Gosh I just started my process of healing. It has only been about one month. I hope it doesn't take 3 years cause I don't think I would wait that long. We fortunately have no kids they are grown and from other marriages. If you have a child dtay together if you can. Divorce does awful things to kids. Been there done that. Respect each other, love and nurture your child. When he/she gets older you will have better options for moving on. If you can and your reltionship isn't toxic to your child the work it out. No one says you have to forget what they did. Also forgive yourself. Its not your fault your partner decided to opt for infidelity. Let him/her carry the guilt not you.


----------



## lorithehun (Sep 22, 2009)

foolz1 said:


> I wish I knew the answer for all of us, but unfortunately I don't. I am still hanging on...if just for the time being. I have no idea what the outcome will be.
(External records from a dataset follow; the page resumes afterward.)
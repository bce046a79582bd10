//! Auth types shared by every backend implementation

use serde::{Deserialize, Serialize};
#[cfg(unix)]
use std::os::unix::fs::PermissionsExt;
use std::path::Path;
use tokio::io::AsyncWriteExt;
use uuid::Uuid;

use crate::BackendError;

/// Owner read/write only; the file holds a refresh token
#[cfg(unix)]
const SESSION_FILE_MODE: u32 = 0o600;

/// Email + password pair
#[derive(Clone, PartialEq, Eq, Serialize, Deserialize)]
pub struct Credentials {
    /// Account email
    pub email: String,
    /// Plain password (sent over TLS only)
    pub password: String,
}

impl Credentials {
    /// Create credentials
    #[inline]
    #[must_use]
    pub fn new(email: impl Into<String>, password: impl Into<String>) -> Self {
        Self {
            email: email.into(),
            password: password.into(),
        }
    }
}

impl std::fmt::Debug for Credentials {
    fn fmt(&self, f: &mut std::fmt::Formatter<'_>) -> std::fmt::Result {
        f.debug_struct("Credentials")
            .field("email", &self.email)
            .field("password", &"<redacted>")
            .finish()
    }
}

/// Authenticated identity as reported by the auth service
#[derive(Debug, Clone, PartialEq, Eq, Serialize, Deserialize)]
pub struct AuthUser {
    /// User id (also the primary key of the user's profile row)
    pub id: Uuid,
    /// Account email
    #[serde(default)]
    pub email: Option<String>,
}

/// Token set returned by a sign-in / refresh
#[derive(Debug, Clone, PartialEq, Eq, Serialize, Deserialize)]
pub struct Session {
    /// Bearer token
    pub access_token: String,
    /// Token used to obtain a new access token
    pub refresh_token: String,
    /// Unix timestamp (seconds) at which the access token expires
    #[serde(default)]
    pub expires_at: Option<i64>,
    /// Identity owning the session
    pub user: AuthUser,
}

impl Session {
    /// Whether the access token is past (or within `leeway_secs` of) expiry
    #[must_use]
    pub fn is_expired(&self, now_unix: i64, leeway_secs: i64) -> bool {
        self.expires_at
            .is_some_and(|expires_at| expires_at - leeway_secs <= now_unix)
    }

    /// Read a persisted session; a missing file is `Ok(None)`
    pub async fn load(path: &Path) -> Result<Option<Self>, BackendError> {
        match tokio::fs::read(path).await {
            Ok(bytes) => Ok(Some(serde_json::from_slice(&bytes)?)),
            Err(e) if e.kind() == std::io::ErrorKind::NotFound => Ok(None),
            Err(e) => Err(e.into()),
        }
    }

    /// Persist the session, creating parent directories
    ///
    /// On unix the file is readable by its owner only.
    pub async fn save(&self, path: &Path) -> Result<(), BackendError> {
        if let Some(parent) = path.parent() {
            if !parent.as_os_str().is_empty() {
                tokio::fs::create_dir_all(parent).await?;
            }
        }
        let bytes = serde_json::to_vec_pretty(self)?;

        let mut options = tokio::fs::OpenOptions::new();
        options.write(true).create(true).truncate(true);
        #[cfg(unix)]
        options.mode(SESSION_FILE_MODE);
        let mut file = options.open(path).await?;
        // an existing file keeps its old mode on open
        #[cfg(unix)]
        file.set_permissions(std::fs::Permissions::from_mode(SESSION_FILE_MODE))
            .await?;
        file.write_all(&bytes).await?;
        file.flush().await?;
        Ok(())
    }

    /// Delete a persisted session; a missing file is fine
    pub async fn forget(path: &Path) -> Result<(), BackendError> {
        match tokio::fs::remove_file(path).await {
            Ok(()) => Ok(()),
            Err(e) if e.kind() == std::io::ErrorKind::NotFound => Ok(()),
            Err(e) => Err(e.into()),
        }
    }
}
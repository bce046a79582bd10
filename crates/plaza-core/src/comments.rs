//! Comments on posts

use plaza_backend::{Backend, ChangeFilter, Delete, Direction, Insert, Query};
use serde_json::json;
use std::sync::Arc;

use crate::error::{BackendResultExt, PlazaError};
use crate::profiles::ProfileService;
use crate::tables::{first_row, COMMENTS, COMMENT_SELECT};
use crate::types::{decode, decode_all, Comment, CommentId, PostId, UserId};
use crate::users::UserStore;
use crate::watch::{decode_record, Watch};

/// Comment operations
#[derive(Clone)]
pub struct CommentService {
    backend: Arc<dyn Backend>,
    users: UserStore,
    profiles: ProfileService,
}

impl CommentService {
    /// Create service
    #[must_use]
    pub fn new(backend: Arc<dyn Backend>, users: UserStore, profiles: ProfileService) -> Self {
        Self {
            backend,
            users,
            profiles,
        }
    }

    /// Comment on a post as the signed-in user
    pub async fn add(&self, content: &str, post_id: PostId) -> Result<Comment, PlazaError> {
        let user_id = self.users.user_id().ok_or(PlazaError::NotAuthenticated)?;
        let profile_id = self
            .profiles
            .lookup_id(user_id, "look up comment author")
            .await?;

        let rows = self
            .backend
            .insert(
                &Insert::into(COMMENTS)
                    .row(json!({
                        "content": content,
                        "post_id": post_id,
                        "user_id": user_id,
                        "user_profile_id": profile_id,
                    }))
                    .returning(COMMENT_SELECT),
            )
            .await
            .context("add comment")?;
        let comment: Comment = decode(first_row(rows, COMMENTS).context("add comment")?)?;
        tracing::info!(comment = %comment.id, post = %post_id, "comment added");
        Ok(comment)
    }

    /// Comments of a post, oldest first
    pub async fn by_post(&self, post_id: PostId) -> Result<Vec<Comment>, PlazaError> {
        let rows = self
            .backend
            .select(
                &Query::table(COMMENTS)
                    .select(COMMENT_SELECT)
                    .eq("post_id", post_id)
                    .order("created_at", Direction::Ascending),
            )
            .await
            .context("fetch post comments")?;
        decode_all(rows)
    }

    /// Comments by one author, newest first
    pub async fn by_user(&self, profile_id: UserId) -> Result<Vec<Comment>, PlazaError> {
        let rows = self
            .backend
            .select(
                &Query::table(COMMENTS)
                    .select(COMMENT_SELECT)
                    .eq("user_profile_id", profile_id)
                    .order("created_at", Direction::Descending),
            )
            .await
            .context("fetch user comments")?;
        decode_all(rows)
    }

    /// One comment with its author
    pub async fn by_id(&self, comment_id: CommentId) -> Result<Comment, PlazaError> {
        let rows = self
            .backend
            .select(
                &Query::table(COMMENTS)
                    .select(COMMENT_SELECT)
                    .eq("id", comment_id)
                    .single(),
            )
            .await
            .context("fetch comment")?;
        decode(first_row(rows, COMMENTS).context("fetch comment")?)
    }

    /// Delete a comment
    pub async fn delete(&self, comment_id: CommentId) -> Result<(), PlazaError> {
        self.backend
            .delete(&Delete::from_table(COMMENTS).eq("id", comment_id))
            .await
            .context("delete comment")?;
        tracing::info!(comment = %comment_id, "comment deleted");
        Ok(())
    }

    /// New comments by one author, as raw rows
    pub async fn watch_user<F>(&self, profile_id: UserId, callback: F) -> Result<Watch, PlazaError>
    where
        F: Fn(Comment) + Send + Sync + 'static,
    {
        let subscription = self
            .backend
            .subscribe(
                &format!("user-comments-{profile_id}"),
                &[ChangeFilter::inserts(COMMENTS).where_eq("user_profile_id", profile_id)],
            )
            .await
            .context("watch user comments")?;
        Ok(Watch::spawn(subscription, move |event| {
            if let Some(comment) = decode_record(&event) {
                callback(comment);
            }
            std::future::ready(())
        }))
    }

    /// New comments on one post, re-fetched with their author
    pub async fn watch_post<F>(&self, post_id: PostId, callback: F) -> Result<Watch, PlazaError>
    where
        F: Fn(Comment) + Send + Sync + 'static,
    {
        let subscription = self
            .backend
            .subscribe(
                &format!("post-comments-{post_id}"),
                &[ChangeFilter::inserts(COMMENTS).where_eq("post_id", post_id)],
            )
            .await
            .context("watch post comments")?;
        let service = self.clone();
        let callback = Arc::new(callback);
        Ok(Watch::spawn(subscription, move |event| {
            let service = service.clone();
            let callback = Arc::clone(&callback);
            async move {
                let Some(id) = event.row_id().and_then(serde_json::Value::as_i64) else {
                    tracing::warn!("comment event without id");
                    return;
                };
                match service.by_id(CommentId(id)).await {
                    Ok(comment) => callback(comment),
                    Err(e) => tracing::warn!(comment = id, error = %e, "dropping comment event"),
                }
            }
        }))
    }
}

impl std::fmt::Debug for CommentService {
    fn fmt(&self, f: &mut std::fmt::Formatter<'_>) -> std::fmt::Result {
        f.debug_struct("CommentService").finish_non_exhaustive()
    }
}

#[cfg(test)]
mod tests {
    use super::*;
    use crate::tables::{social_schema, POSTS, USER_PROFILES};
    use crate::users::UserPatch;
    use plaza_backend::MemoryBackend;
    use pretty_assertions::assert_eq;
    use tokio::sync::mpsc;

    fn fixture() -> (Arc<MemoryBackend>, UserStore, CommentService, UserId) {
        let backend = Arc::new(MemoryBackend::with_schema(social_schema()));
        let dyn_backend: Arc<dyn Backend> = backend.clone();
        let users = UserStore::new();
        let comments = CommentService::new(
            dyn_backend.clone(),
            users.clone(),
            ProfileService::new(dyn_backend),
        );
        let author = UserId::random();
        backend
            .seed(
                USER_PROFILES,
                vec![json!({"id": author, "display_name": "Ana"})],
            )
            .unwrap();
        backend
            .seed(POSTS, vec![json!({"content": "p1"}), json!({"content": "p2"})])
            .unwrap();
        (backend, users, comments, author)
    }

    #[tokio::test]
    async fn add_requires_login() {
        let (backend, _, comments, _) = fixture();
        let err = comments.add("hi", PostId(1)).await.unwrap_err();
        assert!(err.is_not_authenticated());
        assert!(backend.rows(COMMENTS).is_empty());
    }

    #[tokio::test]
    async fn add_stores_author_and_returns_embed() {
        let (backend, users, comments, author) = fixture();
        users.update(&UserPatch::new().with_id(Some(author)));

        let comment = comments.add("hi", PostId(1)).await.unwrap();

        assert_eq!(comment.content, "hi");
        assert_eq!(comment.post_id, Some(PostId(1)));
        assert_eq!(comment.author.unwrap().id, author);
        let row = &backend.rows(COMMENTS)[0];
        assert_eq!(row["user_id"], json!(author));
        assert_eq!(row["user_profile_id"], json!(author));
    }

    #[tokio::test]
    async fn listings_are_ordered() {
        let (_, users, comments, author) = fixture();
        users.update(&UserPatch::new().with_id(Some(author)));
        let a = comments.add("a", PostId(1)).await.unwrap();
        let b = comments.add("b", PostId(1)).await.unwrap();
        let c = comments.add("c", PostId(2)).await.unwrap();

        let on_post: Vec<_> = comments.by_post(PostId(1)).await.unwrap().iter().map(|c| c.id).collect();
        assert_eq!(on_post, vec![a.id, b.id]);

        let by_user: Vec<_> = comments.by_user(author).await.unwrap().iter().map(|c| c.id).collect();
        assert_eq!(by_user, vec![c.id, b.id, a.id]);

        comments.delete(b.id).await.unwrap();
        assert_eq!(comments.by_post(PostId(1)).await.unwrap().len(), 1);
        assert!(comments.by_id(b.id).await.unwrap_err().is_not_found());
    }

    #[tokio::test]
    async fn watch_post_delivers_refetched_comments_for_that_post() {
        let (_, users, comments, author) = fixture();
        users.update(&UserPatch::new().with_id(Some(author)));
        let (tx, mut rx) = mpsc::unbounded_channel();
        let watch = comments
            .watch_post(PostId(1), move |comment| {
                let _ = tx.send(comment);
            })
            .await
            .unwrap();
        assert_eq!(watch.channel(), "post-comments-1");

        comments.add("elsewhere", PostId(2)).await.unwrap();
        let added = comments.add("here", PostId(1)).await.unwrap();

        let seen = rx.recv().await.unwrap();
        assert_eq!(seen.id, added.id);
        assert_eq!(seen.author.unwrap().display_name.as_deref(), Some("Ana"));
    }

    #[tokio::test]
    async fn watch_user_filters_on_author() {
        let (backend, users, comments, author) = fixture();
        users.update(&UserPatch::new().with_id(Some(author)));
        let (tx, mut rx) = mpsc::unbounded_channel();
        let _watch = comments
            .watch_user(author, move |comment| {
                let _ = tx.send(comment.content);
            })
            .await
            .unwrap();

        backend
            .insert(&Insert::into(COMMENTS).row(json!({
                "content": "stranger", "post_id": 1, "user_profile_id": UserId::random()
            })))
            .await
            .unwrap();
        comments.add("mine", PostId(1)).await.unwrap();

        assert_eq!(rx.recv().await.as_deref(), Some("mine"));
    }
}
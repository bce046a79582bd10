//! Plain-text rendering of rows

use plaza_core::{ChatMessage, Comment, CurrentUser, Post, ProfileSummary, UserProfile};
use std::fmt::Write;

const TIME_FORMAT: &str = "%Y-%m-%d %H:%M";

fn author(summary: Option<&ProfileSummary>) -> String {
    summary.map_or_else(|| "unknown".to_string(), ProfileSummary::name)
}

pub(crate) fn post(post: &Post) -> String {
    let mut out = format!(
        "#{} {} · {}\n  {}\n",
        post.id,
        author(post.author.as_ref()),
        post.created_at.format(TIME_FORMAT),
        post.content
    );
    if let Some(url) = &post.image_url {
        let _ = writeln!(out, "  [image] {url}");
    }
    for c in &post.comments {
        let _ = writeln!(out, "    {}", comment(c));
    }
    out
}

pub(crate) fn comment(comment: &Comment) -> String {
    format!(
        "#{} {}: {}",
        comment.id,
        author(comment.author.as_ref()),
        comment.content
    )
}

pub(crate) fn message(message: &ChatMessage) -> String {
    format!(
        "[{}] {}: {}",
        message.created_at.format("%H:%M"),
        author(message.author.as_ref()),
        message.body
    )
}

pub(crate) fn profile(profile: &UserProfile) -> String {
    let field = |value: &Option<String>| value.clone().unwrap_or_else(|| "-".to_string());
    format!(
        "id:      {}\nname:    {}\nbio:     {}\ncareer:  {}\navatar:  {}",
        profile.id,
        field(&profile.display_name),
        field(&profile.bio),
        field(&profile.career),
        field(&profile.avatar_url)
    )
}

pub(crate) fn user(user: &CurrentUser) -> String {
    let field = |value: &Option<String>| value.clone().unwrap_or_else(|| "-".to_string());
    format!(
        "id:      {}\nemail:   {}\nname:    {}\nbio:     {}\ncareer:  {}\navatar:  {}",
        user.id.map_or_else(|| "-".to_string(), |id| id.to_string()),
        field(&user.email),
        field(&user.display_name),
        field(&user.bio),
        field(&user.career),
        field(&user.avatar_url)
    )
}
I am overwhelmed at times, just doing basic things that "affair unexpecting" people do in the course of a day. These situations are extremely difficult, in that I have been rocked and shaken to the core. I feel like "a blind man in a dark room, looking for a cat that isn't there." I am sure there is hope, at least, for some of us, but I wonder if it is for me. I just can't seem to shake the feelings of mistrust that surrounds me most of the time.
> 
> Good luck and best wishes to you and your situation.


Thanks Foolz1. 
Your posts always make me smile a little, even if it's a sad smile.
Hope you don't let this situation make you too jaded. Prince charming still exists... maybe he's even under the wolf's clothing your husband is currently wearing


----------



## lorithehun (Sep 22, 2009)

Calypso said:


> I am finally learning to let it go. I hated the way it made me feel. The A was controling my thoughts all day long. I had some major issues to deal with that came with the A. But I finally decided a few weeks ago I had to forgive him for everything. I wish you the best


I've made the decision to forgive & let it all go countless times, but I can't seem to stick to it. I'm glad things are going so well for you, I hope they continue in the same direction..


----------